■ Exercise brief
The lines below that include "CachedPackage" are to be found and copied.

------ Source data ------

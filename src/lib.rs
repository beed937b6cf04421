//! Resolves which installed mod packages a saved tray item depends on.

pub mod analysis;
pub mod config;
pub mod dbpf;
pub mod expand;
pub mod export;
pub mod exporter;
pub mod index_cache;
pub mod issues;
pub mod matcher;
mod pipeline;
pub mod resource_types;
pub mod scanner;
pub mod task;
pub mod tray;

#[cfg(test)]
mod test_support;

pub use analysis::{
    MatchConfidence, PackageMatchRow, TrayDependencyAnalysisRequest,
    TrayDependencyAnalysisResult, TrayDependencyAnalysisService,
};
pub use dbpf::{IndexedPackageFile, PackageIndexEntry, TrayResourceKey};
pub use export::{
    TrayDependencyExportRequest, TrayDependencyExportResult, TrayDependencyExportService,
};
pub use index_cache::{PackageIndexCache, PackageIndexProvider, PackageIndexSnapshot};
pub use issues::{IssueKind, IssueSeverity, TrayDependencyIssue};
pub use task::{
    CancellationToken, Cancelled, ProgressCallback, TaskHandle, TrayDependencyProgress,
    TrayDependencyStage,
};
use std::{
    fs, io,
    path::{Path, PathBuf},
};
use thiserror::Error;


#[derive(Debug, Clone, Copy, PartialEq, Eq, Hash, PartialOrd, Ord)]
pub enum TrayFileRole {
    Descriptor,
    HouseholdInfo,
    SimInfo,
    HouseholdBinary,
    Blueprint,
    Room,
}

pub const TRAY_EXTENSIONS: [(&str, TrayFileRole); 8] = [
    ("trayitem", TrayFileRole::Descriptor),
    ("hhi", TrayFileRole::HouseholdInfo),
    ("sgi", TrayFileRole::SimInfo),
    ("householdbinary", TrayFileRole::HouseholdBinary),
    ("blueprint", TrayFileRole::Blueprint),
    ("bpi", TrayFileRole::Blueprint),
    ("room", TrayFileRole::Room),
    ("rmi", TrayFileRole::Room),
];

impl TrayFileRole {
    pub fn from_extension(ext: &str) -> Option<Self> {
        TRAY_EXTENSIONS
            .iter()
            .find(|(known, _)| known.eq_ignore_ascii_case(ext))
            .map(|(_, role)| *role)
    }

    /// Household files carry sim, outfit and trait references.
    pub fn is_household(self) -> bool {
        matches!(
            self,
            TrayFileRole::Descriptor
                | TrayFileRole::HouseholdInfo
                | TrayFileRole::SimInfo
                | TrayFileRole::HouseholdBinary
        )
    }

    /// Build files carry object and lot trait references.
    pub fn is_build(self) -> bool {
        matches!(
            self,
            TrayFileRole::Descriptor | TrayFileRole::Blueprint | TrayFileRole::Room
        )
    }

    pub fn label(self) -> &'static str {
        match self {
            TrayFileRole::Descriptor => "tray item",
            TrayFileRole::HouseholdInfo => "household info",
            TrayFileRole::SimInfo => "sim info",
            TrayFileRole::HouseholdBinary => "household binary",
            TrayFileRole::Blueprint => "blueprint",
            TrayFileRole::Room => "room",
        }
    }
}

#[derive(Debug, Clone, PartialEq, Eq)]
pub struct TrayBundleFile {
    pub path: PathBuf,
    pub role: TrayFileRole,
}

#[derive(Debug, Clone, Default)]
pub struct TrayFileBundle {
    pub key: String,
    pub files: Vec<TrayBundleFile>,
}

impl TrayFileBundle {
    pub fn is_empty(&self) -> bool {
        self.files.is_empty()
    }

    pub fn paths(&self) -> Vec<PathBuf> {
        self.files.iter().map(|file| file.path.clone()).collect()
    }

    pub fn has_household_context(&self) -> bool {
        self.files.iter().any(|file| file.role.is_household())
    }

    pub fn has_build_context(&self) -> bool {
        self.files.iter().any(|file| file.role.is_build())
    }
}

#[derive(Debug, Clone, PartialEq, Eq, Error)]
pub enum TrayKeyError {
    #[error("tray item key is empty")]
    Empty,
    #[error("tray item key {0:?} is not hexadecimal")]
    NotHex(String),
    #[error("tray item key {0:?} does not fit in 64 bits")]
    TooLong(String),
}

#[derive(Debug, Clone, PartialEq, Eq)]
pub struct TrayItemKey {
    /// Lower-case hex with a `0x` prefix.
    pub normalized: String,
    pub instance: u64,
}

/// Accepts `0x<hex>`, bare hex, or a full `0x<type>!0x<instance>` identity.
pub fn normalize_tray_item_key(raw: &str) -> Result<TrayItemKey, TrayKeyError> {
    let trimmed = raw.trim();
    let instance_part = trimmed
        .rsplit_once('!')
        .map(|(_, instance)| instance)
        .unwrap_or(trimmed);
    let digits = strip_hex_prefix(instance_part.trim());
    if digits.is_empty() {
        return Err(TrayKeyError::Empty);
    }
    if !digits.chars().all(|ch| ch.is_ascii_hexdigit()) {
        return Err(TrayKeyError::NotHex(raw.to_string()));
    }
    let instance =
        parse_hex_u64(digits).ok_or_else(|| TrayKeyError::TooLong(raw.to_string()))?;
    Ok(TrayItemKey {
        normalized: format!("0x{}", digits.to_ascii_lowercase()),
        instance,
    })
}

/// True when a file stem names the key, either directly or through the
/// `0x{type:8}!0x{instance:16}` identity pattern.
pub fn stem_matches_key(stem: &str, key: &TrayItemKey) -> bool {
    let instance_part = stem
        .rsplit_once('!')
        .map(|(_, instance)| instance)
        .unwrap_or(stem);
    let digits = strip_hex_prefix(instance_part.trim());
    if digits.is_empty() || !digits.chars().all(|ch| ch.is_ascii_hexdigit()) {
        return false;
    }
    parse_hex_u64(digits) == Some(key.instance)
}

pub fn load_tray_bundle(tray_root: &Path, key: &TrayItemKey) -> io::Result<TrayFileBundle> {
    let mut files = Vec::new();
    for entry in fs::read_dir(tray_root)?.flatten() {
        let path = entry.path();
        if !path.is_file() {
            continue;
        }
        let Some(role) = path
            .extension()
            .and_then(|ext| ext.to_str())
            .and_then(TrayFileRole::from_extension)
        else {
            continue;
        };
        let stem = path.file_stem().and_then(|s| s.to_str()).unwrap_or("");
        if stem_matches_key(stem, key) {
            files.push(TrayBundleFile { path, role });
        }
    }
    files.sort_by(|a, b| a.role.cmp(&b.role).then_with(|| a.path.cmp(&b.path)));
    Ok(TrayFileBundle {
        key: key.normalized.clone(),
        files,
    })
}

fn strip_hex_prefix(value: &str) -> &str {
    value
        .strip_prefix("0x")
        .or_else(|| value.strip_prefix("0X"))
        .unwrap_or(value)
}

fn parse_hex_u64(digits: &str) -> Option<u64> {
    let significant = digits.trim_start_matches('0');
    if significant.is_empty() {
        return Some(0);
    }
    u64::from_str_radix(significant, 16).ok()
}
use crate::{
    dbpf::{self, IndexedPackageFile, PackageIndexEntry, TrayResourceKey},
    resource_types,
    task::{CancellationToken, Cancelled, TaskHandle},
};
use std::{
    collections::HashMap,
    fs,
    path::{Path, PathBuf},
    sync::{Arc, Mutex, MutexGuard},
    time::{SystemTime, UNIX_EPOCH},
};
use thiserror::Error;
use walkdir::WalkDir;

/// Receives `(files_done, files_total)` while a root is scanned.
pub type IndexProgressFn<'a> = dyn Fn(usize, usize) + Send + Sync + 'a;

#[derive(Debug, Clone, PartialEq, Eq)]
pub struct PackageParseFailure {
    pub path: PathBuf,
    pub message: String,
}

/// `(package, entry)` positions of every live entry sharing a type and
/// instance. Packages appear in path order.
type EntryLocations = HashMap<(u32, u64), Vec<(usize, usize)>>;

#[derive(Debug)]
pub struct PackageIndexSnapshot {
    root: PathBuf,
    packages: Vec<Arc<IndexedPackageFile>>,
    failures: Vec<Arc<PackageParseFailure>>,
    locations: EntryLocations,
}

impl PackageIndexSnapshot {
    pub fn new(root: PathBuf, mut packages: Vec<Arc<IndexedPackageFile>>) -> Self {
        packages.sort_by_cached_key(|package| path_sort_key(&package.path));
        let mut locations: EntryLocations = HashMap::new();
        for (package_index, package) in packages.iter().enumerate() {
            for (resource_type, type_index) in &package.type_indexes {
                for (instance, entry_indexes) in &type_index.instance_to_entry_indexes {
                    locations
                        .entry((*resource_type, *instance))
                        .or_default()
                        .extend(entry_indexes.iter().map(|entry| (package_index, *entry)));
                }
            }
        }
        Self {
            root,
            packages,
            failures: Vec::new(),
            locations,
        }
    }

    pub fn root(&self) -> &Path {
        &self.root
    }

    pub fn packages(&self) -> &[Arc<IndexedPackageFile>] {
        &self.packages
    }

    pub fn failures(&self) -> &[Arc<PackageParseFailure>] {
        &self.failures
    }

    pub fn package_count(&self) -> usize {
        self.packages.len()
    }

    pub fn resource_count(&self) -> usize {
        self.packages
            .iter()
            .map(|package| package.live_entry_count())
            .sum()
    }

    pub fn find_package(&self, path: &Path) -> Option<&Arc<IndexedPackageFile>> {
        let wanted = path_sort_key(path);
        let start = self
            .packages
            .partition_point(|package| path_sort_key(&package.path) < wanted);
        self.packages[start..]
            .iter()
            .take_while(|package| path_sort_key(&package.path) == wanted)
            .find(|package| package.path == path)
    }

    fn located(
        &self,
        resource_type: u32,
        instance: u64,
    ) -> impl Iterator<Item = (&Arc<IndexedPackageFile>, &PackageIndexEntry)> + '_ {
        self.locations
            .get(&(resource_type, instance))
            .map(Vec::as_slice)
            .unwrap_or(&[])
            .iter()
            .filter_map(|&(package_index, entry_index)| {
                let package = self.packages.get(package_index)?;
                let entry = package.entries.get(entry_index)?;
                Some((package, entry))
            })
    }

    /// First package (by path) holding a live entry with exactly this key.
    pub fn resolve_exact(
        &self,
        key: &TrayResourceKey,
    ) -> Option<(&Arc<IndexedPackageFile>, &PackageIndexEntry)> {
        self.located(key.resource_type, key.instance)
            .find(|(_, entry)| entry.group == key.group)
    }

    /// One hit per package holding `instance` under `resource_type`, in path
    /// order. Within a package the lowest eligible group wins.
    pub fn instance_hits(
        &self,
        resource_type: u32,
        instance: u64,
    ) -> Vec<(&Arc<IndexedPackageFile>, &PackageIndexEntry)> {
        let mut hits: Vec<(&Arc<IndexedPackageFile>, &PackageIndexEntry)> = Vec::new();
        for (package, entry) in self.located(resource_type, instance) {
            if !resource_types::is_group_eligible(resource_type, entry.group) {
                continue;
            }
            match hits.last_mut() {
                Some(last) if Arc::ptr_eq(last.0, package) => {
                    if entry.group < last.1.group {
                        last.1 = entry;
                    }
                }
                _ => hits.push((package, entry)),
            }
        }
        hits
    }

    pub fn resolve_instance(
        &self,
        resource_type: u32,
        instance: u64,
    ) -> Option<(&Arc<IndexedPackageFile>, &PackageIndexEntry)> {
        self.instance_hits(resource_type, instance).into_iter().next()
    }
}

pub(crate) fn path_sort_key(path: &Path) -> String {
    path.to_string_lossy().into_owned()
}

#[derive(Debug, Error)]
pub enum IndexError {
    #[error("mods root {0:?} is not a directory")]
    MissingRoot(PathBuf),
    #[error("failed to enumerate {path:?}: {message}")]
    Enumerate { path: PathBuf, message: String },
    #[error(transparent)]
    Cancelled(#[from] Cancelled),
}

pub trait PackageIndexProvider: Send + Sync {
    fn snapshot(
        &self,
        mods_root: &Path,
        progress: Option<&IndexProgressFn<'_>>,
        cancel: &CancellationToken,
    ) -> Result<Arc<PackageIndexSnapshot>, IndexError>;
}

#[derive(Debug, Clone)]
enum CachedParse {
    Parsed(Arc<IndexedPackageFile>),
    Failed(Arc<PackageParseFailure>),
}

#[derive(Debug, Clone)]
struct CachedPackage {
    length: u64,
    modified: SystemTime,
    parse: CachedParse,
}

#[derive(Debug, Clone)]
struct RootCache {
    snapshot: Arc<PackageIndexSnapshot>,
    records: Arc<HashMap<PathBuf, CachedPackage>>,
}

#[derive(Debug, Default)]
pub struct PackageIndexCache {
    roots: Mutex<HashMap<PathBuf, RootCache>>,
}

impl PackageIndexCache {
    pub fn new() -> Self {
        Self::default()
    }

    pub fn get_snapshot(
        &self,
        mods_root: &Path,
        progress: Option<&IndexProgressFn<'_>>,
        cancel: &CancellationToken,
    ) -> Result<Arc<PackageIndexSnapshot>, IndexError> {
        if !mods_root.is_dir() {
            return Err(IndexError::MissingRoot(mods_root.to_path_buf()));
        }
        let root = normalize_root(mods_root);
        let previous = self.lock_roots().get(&root).cloned();

        let files = enumerate_packages(&root)?;
        let total = files.len();
        let mut records = HashMap::with_capacity(total);
        let mut reused = 0usize;

        for (index, path) in files.into_iter().enumerate() {
            cancel.check()?;
            if let Some(progress) = progress {
                progress(index + 1, total);
            }

            let (length, modified) = match fs::metadata(&path) {
                Ok(meta) => (meta.len(), meta.modified().unwrap_or(UNIX_EPOCH)),
                Err(err) => {
                    tracing::debug!(path = %path.display(), "stat failed: {err}");
                    continue;
                }
            };

            let cached = previous
                .as_ref()
                .and_then(|previous| previous.records.get(&path))
                .filter(|record| record.length == length && record.modified == modified);
            let record = match cached {
                Some(record) => {
                    reused += 1;
                    record.clone()
                }
                None => CachedPackage {
                    length,
                    modified,
                    parse: parse_package(&path),
                },
            };
            records.insert(path, record);
        }

        if let Some(previous) = &previous {
            if reused == records.len() && previous.records.len() == records.len() {
                tracing::debug!(root = %root.display(), "package index unchanged");
                return Ok(previous.snapshot.clone());
            }
        }

        let snapshot = Arc::new(build_snapshot(root.clone(), &records));
        tracing::info!(
            root = %root.display(),
            packages = snapshot.package_count(),
            failures = snapshot.failures().len(),
            reparsed = records.len() - reused,
            "package index refreshed"
        );
        let fresh = RootCache {
            snapshot: snapshot.clone(),
            records: Arc::new(records),
        };
        if !self.store_if_current(root, previous.as_ref(), fresh) {
            tracing::debug!("a newer scan finished first, keeping its snapshot");
        }
        Ok(snapshot)
    }

    /// Stores `fresh` only when the root still holds the snapshot this scan
    /// started from.
    fn store_if_current(
        &self,
        root: PathBuf,
        previous: Option<&RootCache>,
        fresh: RootCache,
    ) -> bool {
        let mut roots = self.lock_roots();
        let current = roots.get(&root).map(|cached| &cached.snapshot);
        let unchanged = match (current, previous) {
            (None, None) => true,
            (Some(current), Some(previous)) => Arc::ptr_eq(current, &previous.snapshot),
            _ => false,
        };
        if unchanged {
            roots.insert(root, fresh);
        }
        unchanged
    }

    pub fn get_snapshot_async(
        self: &Arc<Self>,
        mods_root: PathBuf,
        cancel: CancellationToken,
    ) -> TaskHandle<Result<Arc<PackageIndexSnapshot>, IndexError>> {
        let cache = Arc::clone(self);
        TaskHandle::spawn(move || cache.get_snapshot(&mods_root, None, &cancel))
    }

    fn lock_roots(&self) -> MutexGuard<'_, HashMap<PathBuf, RootCache>> {
        self.roots
            .lock()
            .unwrap_or_else(|poisoned| poisoned.into_inner())
    }
}

impl PackageIndexProvider for PackageIndexCache {
    fn snapshot(
        &self,
        mods_root: &Path,
        progress: Option<&IndexProgressFn<'_>>,
        cancel: &CancellationToken,
    ) -> Result<Arc<PackageIndexSnapshot>, IndexError> {
        self.get_snapshot(mods_root, progress, cancel)
    }
}

fn parse_package(path: &Path) -> CachedParse {
    match dbpf::read_package(path) {
        Ok(package) => {
            tracing::debug!(
                path = %path.display(),
                entries = package.entries.len(),
                "parsed package"
            );
            CachedParse::Parsed(Arc::new(package))
        }
        Err(err) => {
            tracing::debug!(path = %path.display(), "package parse failed: {err}");
            CachedParse::Failed(Arc::new(PackageParseFailure {
                path: path.to_path_buf(),
                message: err.to_string(),
            }))
        }
    }
}

fn build_snapshot(root: PathBuf, records: &HashMap<PathBuf, CachedPackage>) -> PackageIndexSnapshot {
    let mut packages = Vec::new();
    let mut failures = Vec::new();
    for record in records.values() {
        match &record.parse {
            CachedParse::Parsed(package) => packages.push(package.clone()),
            CachedParse::Failed(failure) => failures.push(failure.clone()),
        }
    }
    failures.sort_by_cached_key(|failure| path_sort_key(&failure.path));
    let mut snapshot = PackageIndexSnapshot::new(root, packages);
    snapshot.failures = failures;
    snapshot
}

fn enumerate_packages(root: &Path) -> Result<Vec<PathBuf>, IndexError> {
    let mut files = Vec::new();
    for entry in WalkDir::new(root).follow_links(true) {
        let entry = match entry {
            Ok(entry) => entry,
            Err(err) if err.depth() == 0 => {
                return Err(IndexError::Enumerate {
                    path: root.to_path_buf(),
                    message: err.to_string(),
                })
            }
            Err(_) => continue,
        };
        if !entry.file_type().is_file() {
            continue;
        }
        let is_package = entry
            .path()
            .extension()
            .and_then(|ext| ext.to_str())
            .map(|ext| ext.eq_ignore_ascii_case("package"))
            == Some(true);
        if is_package {
            files.push(entry.into_path());
        }
    }
    files.sort_by_cached_key(|path| path_sort_key(path));
    Ok(files)
}

fn normalize_root(root: &Path) -> PathBuf {
    fs::canonicalize(root).unwrap_or_else(|_| root.to_path_buf())
}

------

■ Your solution
struct CachedPackage {
    records: Arc<HashMap<PathBuf, CachedPackage>>,
                None => CachedPackage {
fn build_snapshot(root: PathBuf, records: &HashMap<PathBuf, CachedPackage>) -> PackageIndexSnapshot {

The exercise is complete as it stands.